Assignment » Return exactly the lines below, starting with the one that has "on this channel" and going on through the one that has "of a version".

[Stored data]

★ ★ ★ ★ ★

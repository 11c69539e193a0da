use serde::{Deserialize, Serialize};

use super::FailureContext;

/// General utility events for warnings, errors, and operations
#[derive(Debug, Clone, Serialize, Deserialize)]
#[serde(tag = "type")]
pub enum GeneralEvent {
    Warning {
        message: String,
        context: Option<String>,
    },

    DebugLog {
        message: String,
    },

    /// A request to the metadata service
    Request {
        method: String,
        url: String,
    },

    OperationFailed {
        operation: String,
        failure: FailureContext,
    },
}

impl GeneralEvent {
    pub fn warning(message: impl Into<String>) -> Self {
        Self::Warning {
            message: message.into(),
            context: None,
        }
    }

    pub fn warning_with_context(message: impl Into<String>, context: impl Into<String>) -> Self {
        Self::Warning {
            message: message.into(),
            context: Some(context.into()),
        }
    }

    pub fn debug(message: impl Into<String>) -> Self {
        Self::DebugLog {
            message: message.into(),
        }
    }
}
//! Command line interface definition

use clap::{Parser, Subcommand};
use papermc_config::Overrides;
use papermc_types::Channel;
use std::path::PathBuf;

/// papermc - resolve and download verified PaperMC server builds
#[derive(Parser)]
#[command(name = "papermc")]
#[command(version = env!("CARGO_PKG_VERSION"))]
#[command(about = "Resolve and download verified PaperMC server builds")]
#[command(long_about = None)]
pub struct Cli {
    #[command(subcommand)]
    pub command: Commands,

    #[command(flatten)]
    pub global: GlobalArgs,
}

/// Global arguments available for all commands
#[derive(Parser)]
pub struct GlobalArgs {
    /// Output in JSON format
    #[arg(long, global = true)]
    pub json: bool,

    /// Enable debug logging on stderr
    #[arg(long, global = true)]
    pub debug: bool,

    /// Use alternate config file
    #[arg(long, global = true, value_name = "PATH")]
    pub config: Option<PathBuf>,

    /// Metadata service root URL
    #[arg(long, global = true, value_name = "URL")]
    pub base_url: Option<String>,

    /// Request timeout in seconds
    #[arg(long, global = true, value_name = "SECONDS")]
    pub timeout: Option<u64>,

    /// Keep only the newest N entries of a listing
    #[arg(long, global = true, value_name = "N")]
    pub limit: Option<usize>,

    /// Only consider builds on this channel
    #[arg(long, global = true, value_enum)]
    pub channel: Option<Channel>,
}

/// Available commands
#[derive(Subcommand)]
pub enum Commands {
    /// List projects, versions or builds
    #[command(subcommand, alias = "ls")]
    List(ListCommands),

    /// Download a build's server artifact and verify its checksum
    Download {
        /// Project id (e.g. paper, velocity)
        project: String,

        /// Version id (default: recommended version)
        version: Option<String>,

        /// Build number (default: promoted build)
        build: Option<u32>,

        /// Directory to save into
        #[arg(short = 'd', long = "destination", value_name = "DIR")]
        destination: Option<PathBuf>,

        /// Replace an existing file at the destination
        #[arg(long)]
        force: bool,

        /// Keep the file when its checksum does not match
        #[arg(long)]
        keep_invalid: bool,
    },

    /// Print the download URL of a build's server artifact
    #[command(alias = "url")]
    GetUrl {
        /// Project id
        project: String,

        /// Version id (default: recommended version)
        version: Option<String>,

        /// Build number (default: promoted build)
        build: Option<u32>,
    },

    /// Output for CI pipelines
    #[command(subcommand)]
    Ci(CiCommands),

    /// Show version information
    Version,
}

/// Listing commands
#[derive(Subcommand)]
pub enum ListCommands {
    /// All projects served by the metadata service
    Projects,

    /// Versions of a project, newest first
    Versions {
        /// Project id
        project: String,
    },

    /// Builds of a version
    Builds {
        /// Project id
        project: String,

        /// Version id
        version: String,
    },
}

/// CI helper commands
#[derive(Subcommand)]
pub enum CiCommands {
    /// JSON array of the latest build of each of the newest versions
    Matrix {
        /// Project id
        project: String,
    },

    /// The matrix wrapped for a GitHub Actions `strategy.matrix`
    GithubActions {
        /// Project id
        project: String,
    },

    /// Newest version id of a project
    Latest {
        /// Project id
        project: String,
    },
}

impl Cli {
    /// Command-line values that take precedence over file and environment
    pub fn overrides(&self) -> Overrides {
        let destination = match &self.command {
            Commands::Download { destination, .. } => destination.clone(),
            _ => None,
        };

        Overrides {
            base_url: self.global.base_url.clone(),
            timeout: self.global.timeout,
            limit: self.global.limit,
            channel: self.global.channel,
            destination,
        }
    }
}

#[cfg(test)]
mod tests {
    use super::*;
    use clap::CommandFactory;

    #[test]
    fn test_cli_definition() {
        Cli::command().debug_assert();
    }

    #[test]
    fn test_download_overrides() {
        let cli = Cli::parse_from([
            "papermc",
            "--limit",
            "3",
            "--channel",
            "stable",
            "download",
            "paper",
            "1.21.4",
            "-d",
            "/srv/server",
        ]);
        let overrides = cli.overrides();
        assert_eq!(overrides.limit, Some(3));
        assert_eq!(overrides.channel, Some(Channel::Stable));
        assert_eq!(overrides.destination, Some(PathBuf::from("/srv/server")));
        assert!(overrides.base_url.is_none());
    }

    #[test]
    fn test_url_alias_and_optional_positionals() {
        let cli = Cli::parse_from(["papermc", "url", "velocity"]);
        match cli.command {
            Commands::GetUrl {
                project,
                version,
                build,
            } => {
                assert_eq!(project, "velocity");
                assert!(version.is_none());
                assert!(build.is_none());
            }
            _ => panic!("expected get-url"),
        }
    }

    #[test]
    fn test_rejects_unknown_channel() {
        assert!(Cli::try_parse_from(["papermc", "--channel", "nightly", "version"]).is_err());
    }
}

★ ★ ★ ★ ★

Output of the exercise »
    /// Only consider builds on this channel
    #[arg(long, global = true, value_enum)]
    pub channel: Option<Channel>,
}

/// Available commands
#[derive(Subcommand)]
pub enum Commands {
    /// List projects, versions or builds
    #[command(subcommand, alias = "ls")]
    List(ListCommands),

    /// Download a build's server artifact and verify its checksum
    Download {
        /// Project id (e.g. paper, velocity)
        project: String,

        /// Version id (default: recommended version)
        version: Option<String>,

        /// Build number (default: promoted build)
        build: Option<u32>,

        /// Directory to save into
        #[arg(short = 'd', long = "destination", value_name = "DIR")]
        destination: Option<PathBuf>,

        /// Replace an existing file at the destination
        #[arg(long)]
        force: bool,

        /// Keep the file when its checksum does not match
        #[arg(long)]
        keep_invalid: bool,
    },

    /// Print the download URL of a build's server artifact
    #[command(alias = "url")]
    GetUrl {
        /// Project id
        project: String,

        /// Version id (default: recommended version)
        version: Option<String>,

        /// Build number (default: promoted build)
        build: Option<u32>,
    },

    /// Output for CI pipelines
    #[command(subcommand)]
    Ci(CiCommands),

    /// Show version information
    Version,
}

/// Listing commands
#[derive(Subcommand)]
pub enum ListCommands {
    /// All projects served by the metadata service
    Projects,

    /// Versions of a project, newest first
    Versions {
        /// Project id
        project: String,
    },

    /// Builds of a version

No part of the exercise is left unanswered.